Their hopes of salvaging a win on the miserable trip were dashed in one inning Thursday when Jurrjens was replaced after he favored a left hamstring that he strained two days earlier. He gave up a two-out, three-run homer by David Freese that hit the right-field foul pole.
"We got unlucky and he kept it fair, hit the foul pole," said Jurrjens (0-3). "Cost us two runs. I think that's the game right there."
He said the hamstring wasn't aching, but Cox and pitching coach Roger McDowell decided to use caution after Jurrjens told them he altered his delivery a bit in the first inning to protect the hamstring.
"Not a good way to win a ballgame," said veteran Eric Hinske, who started at first base in place of slumping Troy Glaus. "Nothing against the bullpen, but you're hoping to get six, seven innings out of your starter, and he leaves with a hamstring and we're down 3-nothing, so … you know, what are we going to do? We just go out there and battle."
Jason Heyward's seventh-inning home run snapped an eight-game Braves homerless streak, but their losing jag went unabated. The nine-game skid is the longest for the Braves since a 10-game slide in June 2006.
Kris Medlen, who was told before the game to be ready in case Jurrjens' hamstring acted up, kept the Braves in it by limiting the Cardinals to two hits and one run over the second through fourth innings.

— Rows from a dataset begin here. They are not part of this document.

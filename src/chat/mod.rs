//! Chat handler: validation, topic gate, agent invocation and reply aggregation

pub mod aggregator;
pub mod handler;
pub mod request;
pub mod response;

pub use aggregator::{aggregate_stream, AggregatedResponse, ReplyOutcome, FALLBACK_RESPONSE};
pub use handler::AgentRouter;
pub use request::{ChatRequest, RequestError};
pub use response::{AgentIdentity, HttpResponse};
//! Crate-level error types
//!
//! The agent runtime and course store keep their own error enums and are
//! classified where they are handled. [`CoachError`] covers the binary entry
//! point and the worker server.

use crate::config::ConfigError;
use once_cell::sync::Lazy;
use regex::Regex;
use thiserror::Error;

/// Main error type for handler operations
#[derive(Debug, Error)]
pub enum CoachError {
    #[error("Invalid input: {message}")]
    InvalidInput { message: String },

    #[error("Configuration error: {0}")]
    Config(#[from] ConfigError),

    #[error("Serialization error: {0}")]
    Serialization(#[from] serde_json::Error),

    #[error("I/O error: {0}")]
    Io(#[from] std::io::Error),

    #[error("Internal error: {message}")]
    Internal { message: String },
}

impl CoachError {
    /// Create invalid input error
    pub fn invalid_input<S: Into<String>>(message: S) -> Self {
        Self::InvalidInput {
            message: message.into(),
        }
    }

    /// Create internal error
    pub fn internal<S: Into<String>>(message: S) -> Self {
        Self::Internal {
            message: message.into(),
        }
    }
}

/// Result type for handler operations
pub type CoachResult<T> = Result<T, CoachError>;

const MAX_ERROR_MESSAGE_LEN: usize = 500;
const TRUNCATE_SUFFIX: &str = "...[truncated]";

static SECRET_PATTERN: Lazy<Option<Regex>> =
    Lazy::new(|| Regex::new(r"(?i)(password|token|key|secret)[=:]\s*\S+").ok());

static CREDENTIAL_PATH_PATTERN: Lazy<Option<Regex>> = Lazy::new(|| {
    Regex::new(r"/[a-zA-Z0-9._/-]+/(secrets?|\.ssh|\.aws|\.config)/[a-zA-Z0-9._/-]+").ok()
});

/// Redact secrets and credential paths from error text that leaves the process,
/// then cap it at 500 bytes.
pub fn sanitize_error_message(message: &str) -> String {
    let mut sanitized = message.to_string();
    if let Some(pattern) = SECRET_PATTERN.as_ref() {
        sanitized = pattern.replace_all(&sanitized, "${1}=***").into_owned();
    }
    if let Some(pattern) = CREDENTIAL_PATH_PATTERN.as_ref() {
        sanitized = pattern
            .replace_all(&sanitized, "/***REDACTED***/")
            .into_owned();
    }

    if sanitized.len() > MAX_ERROR_MESSAGE_LEN {
        let mut cut = MAX_ERROR_MESSAGE_LEN - TRUNCATE_SUFFIX.len();
        while !sanitized.is_char_boundary(cut) {
            cut -= 1;
        }
        sanitized.truncate(cut);
        sanitized.push_str(TRUNCATE_SUFFIX);
    }

    sanitized
}

/// Text carried by a caught panic payload
pub fn panic_message(panic: &(dyn std::any::Any + Send)) -> String {
    panic
        .downcast_ref::<&str>()
        .map(|s| s.to_string())
        .or_else(|| panic.downcast_ref::<String>().cloned())
        .unwrap_or_else(|| "unknown panic".to_string())
}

The 4-1 deficit ballooned to 8-1 in the fifth inning when reliever Jesse Chavez retired the first two batters before giving up four runs on four two-out hits, including Freese's three-run double after Colby Rasmus was intentionally walked.
"That's the most frustrating part of it, that I took us out of the ballgame," Chavez said. "I gave us no chance. Not no chance, but at that point my job is to keep it at four, and I didn't do that. That took us out of the ballgame and kind of deflated our bubble."
The Braves hope to restore some confidence and stop the spiral during a brief three-game homestand against Houston that starts Friday.
They begin another nine-game trip Tuesday.
Hinske has played on three different teams in the past three World Series, including the World Series champion Yankees in 2009.
"We're just not playing good baseball right now, that's the bottom line," he said. "Every good team I've ever been on, every team goes through this. Maybe it's a good thing we're going through it in April rather that September."